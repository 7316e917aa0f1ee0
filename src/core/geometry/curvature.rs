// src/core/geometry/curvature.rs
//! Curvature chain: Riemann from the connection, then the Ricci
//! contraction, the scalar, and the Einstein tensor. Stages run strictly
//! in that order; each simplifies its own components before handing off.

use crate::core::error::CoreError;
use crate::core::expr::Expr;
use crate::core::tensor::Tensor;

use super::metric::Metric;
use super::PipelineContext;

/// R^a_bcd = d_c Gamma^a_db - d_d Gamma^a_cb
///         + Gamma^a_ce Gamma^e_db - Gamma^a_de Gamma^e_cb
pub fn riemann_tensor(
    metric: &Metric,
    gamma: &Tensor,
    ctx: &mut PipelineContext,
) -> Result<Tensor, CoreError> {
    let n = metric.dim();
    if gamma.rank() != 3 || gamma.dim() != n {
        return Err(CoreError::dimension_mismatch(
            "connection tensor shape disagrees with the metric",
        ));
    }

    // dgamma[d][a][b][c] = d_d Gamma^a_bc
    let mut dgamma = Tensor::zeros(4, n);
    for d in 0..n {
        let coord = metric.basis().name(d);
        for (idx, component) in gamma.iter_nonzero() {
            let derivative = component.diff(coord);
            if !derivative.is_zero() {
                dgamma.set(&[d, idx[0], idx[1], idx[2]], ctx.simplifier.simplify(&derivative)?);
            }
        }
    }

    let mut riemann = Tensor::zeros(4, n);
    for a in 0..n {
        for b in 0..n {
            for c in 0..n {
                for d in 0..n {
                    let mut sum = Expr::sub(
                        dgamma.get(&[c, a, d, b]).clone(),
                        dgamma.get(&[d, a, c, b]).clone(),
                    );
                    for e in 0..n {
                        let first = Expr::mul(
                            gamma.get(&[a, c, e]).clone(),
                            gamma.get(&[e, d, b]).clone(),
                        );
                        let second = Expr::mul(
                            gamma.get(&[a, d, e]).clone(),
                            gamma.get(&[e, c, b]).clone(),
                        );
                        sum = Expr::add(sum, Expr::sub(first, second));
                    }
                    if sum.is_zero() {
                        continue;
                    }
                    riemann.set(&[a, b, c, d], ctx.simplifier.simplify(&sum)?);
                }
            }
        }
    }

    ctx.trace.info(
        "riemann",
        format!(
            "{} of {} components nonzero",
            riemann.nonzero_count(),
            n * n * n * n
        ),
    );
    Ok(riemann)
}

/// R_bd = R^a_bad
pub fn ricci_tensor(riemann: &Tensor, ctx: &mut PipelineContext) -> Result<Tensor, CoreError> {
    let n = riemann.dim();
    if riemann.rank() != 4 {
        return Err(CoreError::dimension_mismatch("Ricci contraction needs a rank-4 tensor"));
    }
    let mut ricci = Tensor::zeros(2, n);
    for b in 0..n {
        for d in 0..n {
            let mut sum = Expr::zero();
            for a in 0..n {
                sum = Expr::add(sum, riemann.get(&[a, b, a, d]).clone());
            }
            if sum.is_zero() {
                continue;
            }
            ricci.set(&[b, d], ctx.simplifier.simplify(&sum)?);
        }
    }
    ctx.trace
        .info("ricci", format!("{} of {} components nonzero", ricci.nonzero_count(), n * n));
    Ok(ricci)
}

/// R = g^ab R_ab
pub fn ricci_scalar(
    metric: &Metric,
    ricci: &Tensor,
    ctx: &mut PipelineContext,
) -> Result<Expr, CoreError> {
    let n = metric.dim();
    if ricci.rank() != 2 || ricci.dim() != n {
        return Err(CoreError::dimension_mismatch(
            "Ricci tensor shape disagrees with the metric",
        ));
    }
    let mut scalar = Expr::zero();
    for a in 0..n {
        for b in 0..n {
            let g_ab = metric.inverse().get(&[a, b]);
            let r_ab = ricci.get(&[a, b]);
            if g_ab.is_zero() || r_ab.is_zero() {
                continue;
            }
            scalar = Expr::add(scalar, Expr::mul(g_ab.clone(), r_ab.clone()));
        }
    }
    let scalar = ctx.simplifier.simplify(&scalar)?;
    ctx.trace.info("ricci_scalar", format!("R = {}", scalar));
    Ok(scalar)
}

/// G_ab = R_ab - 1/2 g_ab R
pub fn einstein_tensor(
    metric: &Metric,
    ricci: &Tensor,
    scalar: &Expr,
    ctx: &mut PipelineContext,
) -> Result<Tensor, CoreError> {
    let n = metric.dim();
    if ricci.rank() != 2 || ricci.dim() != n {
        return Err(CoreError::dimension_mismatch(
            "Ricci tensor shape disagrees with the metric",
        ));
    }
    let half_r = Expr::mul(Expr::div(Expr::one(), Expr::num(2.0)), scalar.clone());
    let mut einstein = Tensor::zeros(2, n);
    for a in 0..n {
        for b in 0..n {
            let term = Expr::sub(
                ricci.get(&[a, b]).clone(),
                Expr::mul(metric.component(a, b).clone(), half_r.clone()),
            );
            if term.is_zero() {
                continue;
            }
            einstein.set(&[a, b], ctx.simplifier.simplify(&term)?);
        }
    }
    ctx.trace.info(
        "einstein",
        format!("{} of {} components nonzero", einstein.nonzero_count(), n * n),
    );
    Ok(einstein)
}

--------------------------------

== PROBLEM DETAILS ==
Top to bottom, set down the entries above word for word.

== OUTPUT FOR THIS EXERCISE ==
repository 7316e917aa0f1ee0
filename src/core/geometry/curvature.rs
// src/core/geometry/curvature.rs
//! Curvature chain: Riemann from the connection, then the Ricci
//! contraction, the scalar, and the Einstein tensor. Stages run strictly
//! in that order; each simplifies its own components before handing off.

use crate::core::error::CoreError;
use crate::core::expr::Expr;
use crate::core::tensor::Tensor;

use super::metric::Metric;
use super::PipelineContext;

/// R^a_bcd = d_c Gamma^a_db - d_d Gamma^a_cb
///         + Gamma^a_ce Gamma^e_db - Gamma^a_de Gamma^e_cb
pub fn riemann_tensor(
    metric: &Metric,
    gamma: &Tensor,
    ctx: &mut PipelineContext,
) -> Result<Tensor, CoreError> {
    let n = metric.dim();
    if gamma.rank() != 3 || gamma.dim() != n {
        return Err(CoreError::dimension_mismatch(
            "connection tensor shape disagrees with the metric",
        ));
    }

    // dgamma[d][a][b][c] = d_d Gamma^a_bc
    let mut dgamma = Tensor::zeros(4, n);
    for d in 0..n {
        let coord = metric.basis().name(d);
        for (idx, component) in gamma.iter_nonzero() {
            let derivative = component.diff(coord);
            if !derivative.is_zero() {
                dgamma.set(&[d, idx[0], idx[1], idx[2]], ctx.simplifier.simplify(&derivative)?);
            }
        }
    }

    let mut riemann = Tensor::zeros(4, n);
    for a in 0..n {
        for b in 0..n {
            for c in 0..n {
                for d in 0..n {
                    let mut sum = Expr::sub(
                        dgamma.get(&[c, a, d, b]).clone(),
                        dgamma.get(&[d, a, c, b]).clone(),
                    );
                    for e in 0..n {
                        let first = Expr::mul(
                            gamma.get(&[a, c, e]).clone(),
                            gamma.get(&[e, d, b]).clone(),
                        );
                        let second = Expr::mul(
                            gamma.get(&[a, d, e]).clone(),
                            gamma.get(&[e, c, b]).clone(),
                        );
                        sum = Expr::add(sum, Expr::sub(first, second));
                    }
                    if sum.is_zero() {
                        continue;
                    }
                    riemann.set(&[a, b, c, d], ctx.simplifier.simplify(&sum)?);
                }
            }
        }
    }

    ctx.trace.info(
        "riemann",
        format!(
            "{} of {} components nonzero",
            riemann.nonzero_count(),
            n * n * n * n
        ),
    );
    Ok(riemann)
}

/// R_bd = R^a_bad
pub fn ricci_tensor(riemann: &Tensor, ctx: &mut PipelineContext) -> Result<Tensor, CoreError> {
    let n = riemann.dim();
    if riemann.rank() != 4 {
        return Err(CoreError::dimension_mismatch("Ricci contraction needs a rank-4 tensor"));
    }
    let mut ricci = Tensor::zeros(2, n);
    for b in 0..n {
        for d in 0..n {
            let mut sum = Expr::zero();
            for a in 0..n {
                sum = Expr::add(sum, riemann.get(&[a, b, a, d]).clone());
            }
            if sum.is_zero() {
                continue;
            }
            ricci.set(&[b, d], ctx.simplifier.simplify(&sum)?);
        }
    }
    ctx.trace
        .info("ricci", format!("{} of {} components nonzero", ricci.nonzero_count(), n * n));
    Ok(ricci)
}

/// R = g^ab R_ab
pub fn ricci_scalar(
    metric: &Metric,
    ricci: &Tensor,
    ctx: &mut PipelineContext,
) -> Result<Expr, CoreError> {
    let n = metric.dim();
    if ricci.rank() != 2 || ricci.dim() != n {
        return Err(CoreError::dimension_mismatch(
            "Ricci tensor shape disagrees with the metric",
        ));
    }
    let mut scalar = Expr::zero();
    for a in 0..n {
        for b in 0..n {
            let g_ab = metric.inverse().get(&[a, b]);
            let r_ab = ricci.get(&[a, b]);
            if g_ab.is_zero() || r_ab.is_zero() {
                continue;
            }
            scalar = Expr::add(scalar, Expr::mul(g_ab.clone(), r_ab.clone()));
        }
    }
    let scalar = ctx.simplifier.simplify(&scalar)?;
    ctx.trace.info("ricci_scalar", format!("R = {}", scalar));
    Ok(scalar)
}

/// G_ab = R_ab - 1/2 g_ab R
pub fn einstein_tensor(
    metric: &Metric,
    ricci: &Tensor,
    scalar: &Expr,
    ctx: &mut PipelineContext,
) -> Result<Tensor, CoreError> {
    let n = metric.dim();
    if ricci.rank() != 2 || ricci.dim() != n {
        return Err(CoreError::dimension_mismatch(
            "Ricci tensor shape disagrees with the metric",
        ));
    }
    let half_r = Expr::mul(Expr::div(Expr::one(), Expr::num(2.0)), scalar.clone());
    let mut einstein = Tensor::zeros(2, n);
    for a in 0..n {
        for b in 0..n {
            let term = Expr::sub(
                ricci.get(&[a, b]).clone(),
                Expr::mul(metric.component(a, b).clone(), half_r.clone()),
            );
            if term.is_zero() {
                continue;
            }
            einstein.set(&[a, b], ctx.simplifier.simplify(&term)?);
        }
    }
    ctx.trace.info(
        "einstein",
        format!("{} of {} components nonzero", einstein.nonzero_count(), n * n),
    );
    Ok(einstein)
}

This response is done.